[Raw data]:
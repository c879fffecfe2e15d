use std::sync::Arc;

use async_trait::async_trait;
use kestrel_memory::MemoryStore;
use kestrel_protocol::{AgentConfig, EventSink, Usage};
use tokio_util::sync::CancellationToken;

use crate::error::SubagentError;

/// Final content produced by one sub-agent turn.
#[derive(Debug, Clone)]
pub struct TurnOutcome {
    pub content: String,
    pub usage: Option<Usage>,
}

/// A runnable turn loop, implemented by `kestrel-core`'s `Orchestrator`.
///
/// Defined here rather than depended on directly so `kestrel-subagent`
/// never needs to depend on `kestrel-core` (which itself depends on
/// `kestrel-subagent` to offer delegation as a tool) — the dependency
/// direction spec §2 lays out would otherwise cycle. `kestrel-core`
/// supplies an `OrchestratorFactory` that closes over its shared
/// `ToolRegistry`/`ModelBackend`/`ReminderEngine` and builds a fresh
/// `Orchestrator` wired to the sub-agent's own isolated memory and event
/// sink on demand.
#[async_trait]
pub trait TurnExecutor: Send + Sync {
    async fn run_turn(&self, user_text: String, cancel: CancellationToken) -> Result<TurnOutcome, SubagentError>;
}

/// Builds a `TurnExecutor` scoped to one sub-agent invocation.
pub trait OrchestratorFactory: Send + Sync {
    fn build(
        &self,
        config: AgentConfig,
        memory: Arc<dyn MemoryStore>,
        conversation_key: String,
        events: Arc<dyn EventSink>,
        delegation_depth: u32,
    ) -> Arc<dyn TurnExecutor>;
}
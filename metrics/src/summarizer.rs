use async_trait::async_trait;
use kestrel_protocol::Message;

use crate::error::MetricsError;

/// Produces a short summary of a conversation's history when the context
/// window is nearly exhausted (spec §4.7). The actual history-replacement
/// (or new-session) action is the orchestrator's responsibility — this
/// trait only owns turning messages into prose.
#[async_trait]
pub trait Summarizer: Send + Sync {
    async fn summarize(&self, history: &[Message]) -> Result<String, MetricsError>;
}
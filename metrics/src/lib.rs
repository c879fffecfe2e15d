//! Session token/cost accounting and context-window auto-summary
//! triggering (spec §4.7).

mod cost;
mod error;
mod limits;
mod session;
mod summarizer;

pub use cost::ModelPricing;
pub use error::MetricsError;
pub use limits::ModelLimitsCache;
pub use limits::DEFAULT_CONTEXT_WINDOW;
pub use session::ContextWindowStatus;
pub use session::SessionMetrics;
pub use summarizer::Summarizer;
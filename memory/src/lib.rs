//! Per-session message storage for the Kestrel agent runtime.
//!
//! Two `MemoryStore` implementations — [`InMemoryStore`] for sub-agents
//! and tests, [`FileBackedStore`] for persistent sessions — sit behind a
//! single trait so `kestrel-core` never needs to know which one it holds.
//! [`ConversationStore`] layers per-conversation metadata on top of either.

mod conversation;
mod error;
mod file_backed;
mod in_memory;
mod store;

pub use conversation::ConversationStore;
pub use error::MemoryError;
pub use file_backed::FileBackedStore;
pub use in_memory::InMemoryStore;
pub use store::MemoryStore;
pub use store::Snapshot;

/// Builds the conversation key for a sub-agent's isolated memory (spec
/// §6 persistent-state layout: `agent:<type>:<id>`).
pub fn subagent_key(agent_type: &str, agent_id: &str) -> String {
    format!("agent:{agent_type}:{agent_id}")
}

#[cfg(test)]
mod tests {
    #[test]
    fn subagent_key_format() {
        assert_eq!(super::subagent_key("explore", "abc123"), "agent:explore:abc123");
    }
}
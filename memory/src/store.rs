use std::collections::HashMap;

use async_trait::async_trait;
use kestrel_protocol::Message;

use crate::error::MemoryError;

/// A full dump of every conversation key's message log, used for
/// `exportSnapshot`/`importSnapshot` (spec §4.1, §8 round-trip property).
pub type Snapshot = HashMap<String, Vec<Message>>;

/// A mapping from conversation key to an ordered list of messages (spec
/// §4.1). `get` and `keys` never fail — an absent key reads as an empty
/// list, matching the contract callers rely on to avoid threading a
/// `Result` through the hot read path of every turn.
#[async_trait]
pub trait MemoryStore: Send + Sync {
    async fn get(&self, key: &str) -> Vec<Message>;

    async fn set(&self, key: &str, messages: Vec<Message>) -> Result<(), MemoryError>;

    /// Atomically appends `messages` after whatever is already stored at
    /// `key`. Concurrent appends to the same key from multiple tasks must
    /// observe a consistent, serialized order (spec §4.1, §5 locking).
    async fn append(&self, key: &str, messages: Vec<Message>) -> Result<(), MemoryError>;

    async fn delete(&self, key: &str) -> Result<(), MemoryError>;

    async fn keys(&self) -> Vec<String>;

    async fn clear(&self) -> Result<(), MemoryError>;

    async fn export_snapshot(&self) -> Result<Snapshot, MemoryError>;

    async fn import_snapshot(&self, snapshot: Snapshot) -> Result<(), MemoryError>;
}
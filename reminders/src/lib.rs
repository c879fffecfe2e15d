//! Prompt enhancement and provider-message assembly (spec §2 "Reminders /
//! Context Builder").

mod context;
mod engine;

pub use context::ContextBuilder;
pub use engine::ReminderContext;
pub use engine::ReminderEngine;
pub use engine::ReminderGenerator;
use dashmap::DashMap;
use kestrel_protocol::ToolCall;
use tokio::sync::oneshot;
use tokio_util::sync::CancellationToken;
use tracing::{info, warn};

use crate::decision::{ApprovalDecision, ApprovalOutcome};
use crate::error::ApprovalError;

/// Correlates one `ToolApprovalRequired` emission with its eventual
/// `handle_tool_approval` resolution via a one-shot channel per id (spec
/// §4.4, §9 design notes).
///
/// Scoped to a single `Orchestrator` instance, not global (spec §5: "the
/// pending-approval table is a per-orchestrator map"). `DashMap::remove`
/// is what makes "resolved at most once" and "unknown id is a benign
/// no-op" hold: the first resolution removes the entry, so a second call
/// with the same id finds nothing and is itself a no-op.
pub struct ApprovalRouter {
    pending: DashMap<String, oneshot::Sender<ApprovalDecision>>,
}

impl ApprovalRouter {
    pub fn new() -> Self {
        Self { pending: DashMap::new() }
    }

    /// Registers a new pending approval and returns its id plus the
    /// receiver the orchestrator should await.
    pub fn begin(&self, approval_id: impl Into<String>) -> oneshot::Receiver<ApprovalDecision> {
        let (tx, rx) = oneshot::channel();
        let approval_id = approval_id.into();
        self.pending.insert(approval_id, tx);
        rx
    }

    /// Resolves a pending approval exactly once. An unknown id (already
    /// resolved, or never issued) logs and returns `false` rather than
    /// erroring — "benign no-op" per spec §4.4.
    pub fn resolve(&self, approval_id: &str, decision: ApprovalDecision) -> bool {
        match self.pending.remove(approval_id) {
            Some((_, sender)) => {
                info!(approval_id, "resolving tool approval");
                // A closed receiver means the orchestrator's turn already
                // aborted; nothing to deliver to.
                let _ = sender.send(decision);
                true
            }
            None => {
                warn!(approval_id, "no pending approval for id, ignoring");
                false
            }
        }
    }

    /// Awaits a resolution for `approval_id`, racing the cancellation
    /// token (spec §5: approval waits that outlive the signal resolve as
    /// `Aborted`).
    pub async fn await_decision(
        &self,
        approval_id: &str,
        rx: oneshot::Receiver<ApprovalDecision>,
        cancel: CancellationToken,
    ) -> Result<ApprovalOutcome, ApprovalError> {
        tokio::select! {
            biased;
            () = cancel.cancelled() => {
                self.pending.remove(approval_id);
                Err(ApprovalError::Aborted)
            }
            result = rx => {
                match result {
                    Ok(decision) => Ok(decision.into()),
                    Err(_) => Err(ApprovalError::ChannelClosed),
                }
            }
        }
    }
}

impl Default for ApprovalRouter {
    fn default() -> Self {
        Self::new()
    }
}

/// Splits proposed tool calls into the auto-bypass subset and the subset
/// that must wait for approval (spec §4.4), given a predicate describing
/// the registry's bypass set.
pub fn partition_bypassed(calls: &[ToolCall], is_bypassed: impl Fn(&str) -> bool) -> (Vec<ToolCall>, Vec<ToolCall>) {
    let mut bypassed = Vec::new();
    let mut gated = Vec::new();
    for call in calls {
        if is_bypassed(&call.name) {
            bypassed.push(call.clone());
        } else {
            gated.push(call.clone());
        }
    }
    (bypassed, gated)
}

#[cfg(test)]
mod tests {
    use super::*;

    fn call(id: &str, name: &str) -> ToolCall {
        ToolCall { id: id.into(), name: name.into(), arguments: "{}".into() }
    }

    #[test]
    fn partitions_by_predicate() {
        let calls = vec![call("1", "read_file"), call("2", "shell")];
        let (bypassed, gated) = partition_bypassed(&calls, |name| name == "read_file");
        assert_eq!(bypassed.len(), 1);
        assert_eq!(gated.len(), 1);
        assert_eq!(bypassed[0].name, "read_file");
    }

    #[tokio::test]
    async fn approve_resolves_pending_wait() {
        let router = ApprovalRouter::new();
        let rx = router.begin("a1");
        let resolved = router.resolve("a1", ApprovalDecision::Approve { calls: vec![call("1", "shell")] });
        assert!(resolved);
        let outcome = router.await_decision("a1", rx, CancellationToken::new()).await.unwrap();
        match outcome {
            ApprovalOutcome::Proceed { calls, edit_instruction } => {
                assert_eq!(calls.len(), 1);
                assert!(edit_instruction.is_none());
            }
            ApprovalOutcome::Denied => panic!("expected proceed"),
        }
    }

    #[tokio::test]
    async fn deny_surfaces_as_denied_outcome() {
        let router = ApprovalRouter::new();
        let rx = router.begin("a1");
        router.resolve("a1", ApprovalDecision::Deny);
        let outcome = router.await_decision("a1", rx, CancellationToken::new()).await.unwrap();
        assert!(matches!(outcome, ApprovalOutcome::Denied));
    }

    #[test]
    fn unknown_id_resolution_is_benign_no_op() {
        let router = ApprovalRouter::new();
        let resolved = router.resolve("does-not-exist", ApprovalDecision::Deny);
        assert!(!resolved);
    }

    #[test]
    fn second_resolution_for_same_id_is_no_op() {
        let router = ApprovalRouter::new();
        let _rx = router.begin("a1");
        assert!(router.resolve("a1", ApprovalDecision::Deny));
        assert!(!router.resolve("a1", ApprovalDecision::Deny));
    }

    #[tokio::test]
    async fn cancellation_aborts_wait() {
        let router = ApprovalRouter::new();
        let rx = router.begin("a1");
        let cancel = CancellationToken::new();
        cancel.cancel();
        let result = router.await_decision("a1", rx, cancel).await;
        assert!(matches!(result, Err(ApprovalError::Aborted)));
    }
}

[Instructions for the task]: Of the lines above, copy each that contains "EventSink".

[Answer space]:
use kestrel_protocol::{AgentConfig, EventSink, Usage};
        events: Arc<dyn EventSink>,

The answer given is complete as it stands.